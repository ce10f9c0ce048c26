//! Field expression language for recipe.
//!
//! A field expression such as `sum([score]) / count(*)` is parsed against a
//! [`TableSchema`](recipe_core::TableSchema), type checked, constant folded
//! and compiled into a [`SqlExpr`] tree that renders for a [`Dialect`].
//!
//! ```ignore
//! let builder = Builder::new(schema, Dialect::Sqlite);
//! let resp = builder.parse("[score] / 2", &ParseOptions::default())?;
//! assert_eq!(resp.expression.to_string(), "CAST(datatypes.score AS FLOAT) / 2");
//! ```
//!
//! Pipeline: [`lexer`] -> [`parser`] (an [`ast::Expr`] with source
//! positions) -> [`compile`] (validation and folding) -> [`sql`].

pub mod ast;
pub mod builder;
pub mod compile;
pub mod error;
pub mod functions;
pub mod lexer;
pub mod parser;
pub mod sql;

pub use builder::{Builder, BuilderResponse, ParseOptions};
pub use error::{Diagnostic, ExpressionError, Result};
pub use recipe_core::Dialect;
pub use sql::{Literal, RenderContext, SqlExpr};
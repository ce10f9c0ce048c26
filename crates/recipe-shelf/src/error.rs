//! Shelf and recipe error types.

use recipe_expression::ExpressionError;
use recipe_storage::StorageError;

/// Why a shelf entry could not be turned into an ingredient.
///
/// Kept on the shelf and raised only when a recipe uses the ingredient.
#[derive(Debug, Clone, PartialEq, thiserror::Error)]
pub enum IngredientError {
    /// The field (or a role or quickselect) failed to parse.
    #[error(transparent)]
    Expression(#[from] ExpressionError),

    /// `@name` names no shelf entry.
    #[error("@{0} doesn't exist on the shelf")]
    UnknownReference(String),

    /// `@` references loop back on themselves.
    #[error("Reference cycle: {}", .0.join(" -> "))]
    ReferenceCycle(Vec<String>),

    /// The entry parsed but can not be used as declared.
    #[error("{0}")]
    Invalid(String),
}

/// Errors that can occur while loading shelves or building recipes.
#[derive(Debug, thiserror::Error)]
pub enum RecipeError {
    /// The recipe asks for something the shelf can not give.
    #[error("{0}")]
    BadRecipe(String),

    /// A shelf ingredient used by the recipe is broken.
    #[error("{id}: {source}")]
    BadIngredient {
        /// The ingredient's shelf id.
        id: String,
        /// What is wrong with it.
        source: IngredientError,
    },

    /// A raw expression passed to the recipe is invalid.
    #[error(transparent)]
    Expression(#[from] ExpressionError),

    /// A structured filter could not be built.
    #[error("{0}")]
    BadFilter(String),

    /// A shelf file could not be parsed.
    #[error("failed to parse shelf: {0}")]
    Parse(String),

    #[error("IO error: {0}")]
    Io(#[from] std::io::Error),

    #[error(transparent)]
    Storage(#[from] StorageError),
}

/// Convenience alias used throughout the shelf crate.
pub type Result<T> = std::result::Result<T, RecipeError>;

impl RecipeError {
    // -- Constructors --------------------------------------------------------

    pub fn bad_recipe(message: impl Into<String>) -> Self {
        Self::BadRecipe(message.into())
    }

    pub fn bad_filter(message: impl Into<String>) -> Self {
        Self::BadFilter(message.into())
    }

    /// `<key> doesn't exist on the shelf`
    pub fn missing(key: &str) -> Self {
        Self::BadRecipe(format!("{key} doesn't exist on the shelf"))
    }

    // -- Predicates ----------------------------------------------------------

    pub fn is_bad_recipe(&self) -> bool {
        matches!(self, Self::BadRecipe(_))
    }
}
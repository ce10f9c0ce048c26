//! Storage error types.

/// Errors that can occur while talking to the database.
#[derive(Debug, thiserror::Error)]
pub enum StorageError {
    /// The table does not exist, or has no usable columns.
    #[error("no such table: {0}")]
    NoSuchTable(String),

    /// A lock could not be acquired in time.
    #[error("timed out after {timeout_secs}s waiting for the {what} lock")]
    LockTimeout {
        /// What the lock protects (e.g., "reflection").
        what: String,
        /// How long we waited, in seconds.
        timeout_secs: u64,
    },

    /// Failed to establish or maintain a database connection.
    #[error("connection error: {0}")]
    Connection(String),

    /// The configuration can not be used.
    #[error("invalid database config: {0}")]
    Config(String),

    /// A raw SQLite query error.
    #[error("query error: {0}")]
    Query(#[from] rusqlite::Error),

    /// JSON serialization/deserialization failed.
    #[error("serialization error: {0}")]
    Serialization(#[from] serde_json::Error),

    /// Catch-all for unexpected internal errors.
    #[error("internal error: {0}")]
    Internal(String),
}

/// Convenience alias used throughout the storage crate.
pub type Result<T> = std::result::Result<T, StorageError>;

impl StorageError {
    // -- Constructors --------------------------------------------------------

    /// Creates a [`StorageError::NoSuchTable`] for the given table name.
    pub fn no_such_table(table: impl Into<String>) -> Self {
        Self::NoSuchTable(table.into())
    }

    /// Creates a [`StorageError::LockTimeout`].
    pub fn lock_timeout(what: impl Into<String>, timeout_secs: u64) -> Self {
        Self::LockTimeout {
            what: what.into(),
            timeout_secs,
        }
    }

    // -- Predicates ----------------------------------------------------------

    /// Returns `true` if this is a [`StorageError::NoSuchTable`].
    pub fn is_no_such_table(&self) -> bool {
        matches!(self, Self::NoSuchTable(_))
    }

    /// Returns `true` if the error is transient and the operation may succeed
    /// on retry.
    pub fn is_retryable(&self) -> bool {
        matches!(self, Self::LockTimeout { .. } | Self::Connection(_))
    }
}

#[cfg(test)]
mod tests {
    use super::*;

    #[test]
    fn display_messages() {
        assert_eq!(
            StorageError::no_such_table("census").to_string(),
            "no such table: census"
        );
        assert_eq!(
            StorageError::lock_timeout("reflection", 10).to_string(),
            "timed out after 10s waiting for the reflection lock"
        );
    }

    #[test]
    fn predicates() {
        assert!(StorageError::no_such_table("t").is_no_such_table());
        assert!(StorageError::lock_timeout("x", 1).is_retryable());
        assert!(!StorageError::Internal("boom".into()).is_retryable());
    }
}
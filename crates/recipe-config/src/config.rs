//! Configuration types and loading.
//!
//! The main entry point is [`RecipeConfig`]. It is assembled by `figment`
//! from built-in defaults, then a config file, then environment variables
//! such as `RECIPE_DATABASE__URL` (`__` separates nested keys).

use std::path::{Path, PathBuf};

use figment::Figment;
use figment::providers::{Env, Format, Serialized, Toml, Yaml};
use recipe_core::{Dialect, TableSchema};
use recipe_storage::DbConfig;
use serde::{Deserialize, Serialize};
use thiserror::Error;
use tracing::debug;

/// Prefix of environment variables that override file settings.
pub const ENV_PREFIX: &str = "RECIPE_";

/// Config file names looked up inside a `.recipe/` directory, in merge order.
const CONFIG_FILES: &[&str] = &["recipe.yaml", "recipe.yml", "recipe.toml"];

// ---------------------------------------------------------------------------
// Error types
// ---------------------------------------------------------------------------

/// Errors that can occur during configuration operations.
#[derive(Debug, Error)]
pub enum ConfigError {
    /// A configuration file does not exist.
    #[error("config file not found: {}", .0.display())]
    FileNotFound(PathBuf),

    /// The file extension is neither YAML nor TOML.
    #[error("unsupported config format: {} (expected .yaml, .yml or .toml)", .0.display())]
    UnsupportedFormat(PathBuf),

    /// The merged configuration could not be extracted.
    #[error("failed to load configuration: {0}")]
    Extract(Box<figment::Error>),

    /// The `.recipe/` directory was not found.
    #[error("no .recipe directory found")]
    RecipeDirNotFound,

    /// A configuration value was invalid.
    #[error("invalid configuration value for key '{key}': {reason}")]
    InvalidValue {
        /// The configuration key that had an invalid value.
        key: String,
        /// A description of why the value is invalid.
        reason: String,
    },
}

impl From<figment::Error> for ConfigError {
    fn from(e: figment::Error) -> Self {
        Self::Extract(Box::new(e))
    }
}

/// A specialized `Result` type for configuration operations.
pub type Result<T> = std::result::Result<T, ConfigError>;

// ---------------------------------------------------------------------------
// Sections
// ---------------------------------------------------------------------------

/// Database connection section.
#[derive(Debug, Clone, PartialEq, Serialize, Deserialize)]
pub struct DatabaseSection {
    /// A SQLite path, `sqlite:///path`, or `:memory:`.
    #[serde(default = "default_url")]
    pub url: String,

    /// Dialect used when rendering SQL.
    #[serde(default)]
    pub dialect: Dialect,

    /// Log every executed statement.
    #[serde(default)]
    pub debug: bool,
}

impl Default for DatabaseSection {
    fn default() -> Self {
        Self {
            url: default_url(),
            dialect: Dialect::default(),
            debug: false,
        }
    }
}

fn default_url() -> String {
    ":memory:".to_string()
}

/// Query cache section.
#[derive(Debug, Clone, PartialEq, Serialize, Deserialize)]
pub struct CacheSection {
    /// Cache query results.
    #[serde(default)]
    pub cache_queries: bool,

    /// Cache backend name. Only `memory` is available.
    #[serde(default = "default_backend")]
    pub backend: String,

    /// Lifetime of cached results, in seconds.
    #[serde(default = "default_expiration")]
    pub expiration_time: u64,
}

impl Default for CacheSection {
    fn default() -> Self {
        Self {
            cache_queries: false,
            backend: default_backend(),
            expiration_time: default_expiration(),
        }
    }
}

fn default_backend() -> String {
    "memory".to_string()
}

fn default_expiration() -> u64 {
    recipe_storage::config::DEFAULT_EXPIRATION_SECS
}

// ---------------------------------------------------------------------------
// Main config struct
// ---------------------------------------------------------------------------

/// The full recipe configuration.
///
/// All fields use `serde` defaults so that a partially-specified file will
/// be deserialized correctly with sensible default values.
#[derive(Debug, Clone, PartialEq, Serialize, Deserialize, Default)]
pub struct RecipeConfig {
    #[serde(default)]
    pub database: DatabaseSection,

    #[serde(default)]
    pub cache: CacheSection,

    /// Declared table schemas, used instead of reflection.
    #[serde(default)]
    pub tables: Vec<TableSchema>,
}

impl RecipeConfig {
    /// Connection settings for `recipe_storage::get_dbinfo`.
    pub fn db_config(&self) -> DbConfig {
        DbConfig {
            url: self.database.url.clone(),
            dialect: self.database.dialect,
            debug: self.database.debug,
            cache_queries: self.cache.cache_queries,
            cache_backend: self.cache.backend.clone(),
            expiration_time: self.cache.expiration_time,
            tables: self.tables.clone(),
        }
    }

    /// Rejects values that deserialize but can not be used.
    pub fn validate(&self) -> Result<()> {
        if self.database.url.trim().is_empty() {
            return Err(ConfigError::InvalidValue {
                key: "database.url".into(),
                reason: "must not be empty".into(),
            });
        }
        if self.cache.backend != "memory" {
            return Err(ConfigError::InvalidValue {
                key: "cache.backend".into(),
                reason: format!("unknown backend '{}'", self.cache.backend),
            });
        }
        Ok(())
    }
}

// ---------------------------------------------------------------------------
// Public API
// ---------------------------------------------------------------------------

fn base_figment() -> Figment {
    Figment::from(Serialized::defaults(RecipeConfig::default()))
}

fn merge_file(figment: Figment, path: &Path) -> Result<Figment> {
    let ext = path
        .extension()
        .and_then(|e| e.to_str())
        .map(str::to_ascii_lowercase);
    match ext.as_deref() {
        Some("yaml" | "yml") => Ok(figment.merge(Yaml::file(path))),
        Some("toml") => Ok(figment.merge(Toml::file(path))),
        _ => Err(ConfigError::UnsupportedFormat(path.to_path_buf())),
    }
}

fn extract(figment: Figment, env_prefix: &str) -> Result<RecipeConfig> {
    let config: RecipeConfig = figment
        .merge(Env::prefixed(env_prefix).split("__").ignore(&["dir"]))
        .extract()?;
    config.validate()?;
    Ok(config)
}

/// Load configuration from the `.recipe/` directory `recipe_dir`.
///
/// Every config file present is merged in the order of `recipe.yaml`,
/// `recipe.yml`, `recipe.toml`; with none present the defaults are used.
/// Environment variables are applied last.
///
/// # Errors
///
/// Returns [`ConfigError::Extract`] if a file or variable has an invalid
/// value, or [`ConfigError::InvalidValue`] if validation fails.
pub fn load_config(recipe_dir: &Path) -> Result<RecipeConfig> {
    load_config_with_env(recipe_dir, ENV_PREFIX)
}

fn load_config_with_env(recipe_dir: &Path, env_prefix: &str) -> Result<RecipeConfig> {
    let mut figment = base_figment();
    for name in CONFIG_FILES {
        let path = recipe_dir.join(name);
        if path.is_file() {
            debug!(path = %path.display(), "merging config file");
            figment = merge_file(figment, &path)?;
        }
    }
    extract(figment, env_prefix)
}

/// Load configuration from a single YAML or TOML file, then the environment.
///
/// # Errors
///
/// Returns [`ConfigError::FileNotFound`] if `path` does not exist and
/// [`ConfigError::UnsupportedFormat`] for other extensions.
pub fn load_config_file(path: &Path) -> Result<RecipeConfig> {
    load_config_file_with_env(path, ENV_PREFIX)
}

fn load_config_file_with_env(path: &Path, env_prefix: &str) -> Result<RecipeConfig> {
    if !path.is_file() {
        return Err(ConfigError::FileNotFound(path.to_path_buf()));
    }
    debug!(path = %path.display(), "loading config file");
    extract(merge_file(base_figment(), path)?, env_prefix)
}

/// Defaults plus environment variables, for when there is no config file.
pub fn load_env_config() -> Result<RecipeConfig> {
    extract(base_figment(), ENV_PREFIX)
}

// ---------------------------------------------------------------------------
// Tests
// ---------------------------------------------------------------------------
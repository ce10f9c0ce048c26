//! `recipe version` -- print version and platform.

use anyhow::Result;

use crate::context::RuntimeContext;
use crate::output::output_json;

/// Version string. Set at compile time via Cargo.toml (workspace version).
const VERSION: &str = env!("CARGO_PKG_VERSION");

/// Execute the `recipe version` command.
pub fn run(ctx: &RuntimeContext) -> Result<()> {
    let os = std::env::consts::OS;
    let arch = std::env::consts::ARCH;

    if ctx.json {
        output_json(&serde_json::json!({
            "version": VERSION,
            "os": os,
            "arch": arch,
        }));
    } else {
        println!("recipe version {VERSION} {os}/{arch}");
    }

    Ok(())
}
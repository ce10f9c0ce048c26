//! `recipe shelf` -- validate every ingredient on a shelf.

use anyhow::{Result, bail};
use recipe_expression::RenderContext;
use serde::Serialize;

use crate::cli::ShelfArgs;
use crate::commands::load_shelf;
use crate::context::RuntimeContext;
use crate::output::{format_table, output_json};
use crate::style::{ICON_FAIL, ICON_PASS, render_fail, render_pass};

/// One shelf entry in `recipe shelf` output.
#[derive(Debug, Serialize)]
struct IngredientView {
    id: String,
    #[serde(skip_serializing_if = "Option::is_none")]
    kind: Option<String>,
    #[serde(skip_serializing_if = "Option::is_none")]
    datatype: Option<String>,
    #[serde(skip_serializing_if = "Option::is_none")]
    sql: Option<String>,
    #[serde(skip_serializing_if = "Option::is_none")]
    error: Option<String>,
}

/// Execute the `recipe shelf` command.
pub fn run(ctx: &RuntimeContext, args: &ShelfArgs) -> Result<()> {
    let (_, shelf) = load_shelf(ctx, &args.shelf, &args.table)?;
    let render = RenderContext::new(shelf.builder().dialect());

    let views: Vec<IngredientView> = shelf
        .iter()
        .map(|(id, slot)| match slot {
            Ok(ingredient) => IngredientView {
                id: id.to_string(),
                kind: Some(ingredient.kind.as_str().to_string()),
                datatype: Some(ingredient.datatype().long_name().to_string()),
                sql: Some(ingredient.value().to_sql(&render)),
                error: None,
            },
            Err(e) => IngredientView {
                id: id.to_string(),
                kind: None,
                datatype: None,
                sql: None,
                error: Some(e.to_string()),
            },
        })
        .collect();
    let invalid = views.iter().filter(|v| v.error.is_some()).count();

    if ctx.json {
        output_json(&views);
    } else {
        let headers = ["", "id", "kind", "datatype", "sql"].map(String::from);
        let rows: Vec<Vec<String>> = views
            .iter()
            .map(|v| {
                let icon = if v.error.is_some() { ICON_FAIL } else { ICON_PASS };
                let detail = match &v.error {
                    // Only the first line; compile errors continue with a caret diagram.
                    Some(e) => e.lines().next().unwrap_or_default().to_string(),
                    None => v.sql.clone().unwrap_or_default(),
                };
                vec![
                    icon.to_string(),
                    v.id.clone(),
                    v.kind.clone().unwrap_or_default(),
                    v.datatype.clone().unwrap_or_default(),
                    detail,
                ]
            })
            .collect();
        for (i, line) in format_table(&headers, &rows).into_iter().enumerate() {
            let failed = i >= 2 && views[i - 2].error.is_some();
            if failed {
                println!("{}", render_fail(&line));
            } else if i >= 2 {
                println!("{}", render_pass(&line));
            } else if !ctx.quiet {
                println!("{line}");
            }
        }
    }

    if invalid > 0 {
        bail!("{invalid} of {} ingredients are invalid", views.len());
    }
    Ok(())
}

### What you are asked to do
Sift through the material above and copy each line that holds "RenderContext".

### Response to the task
pub use sql::{Literal, RenderContext, SqlExpr};
use recipe_expression::RenderContext;
    let render = RenderContext::new(shelf.builder().dialect());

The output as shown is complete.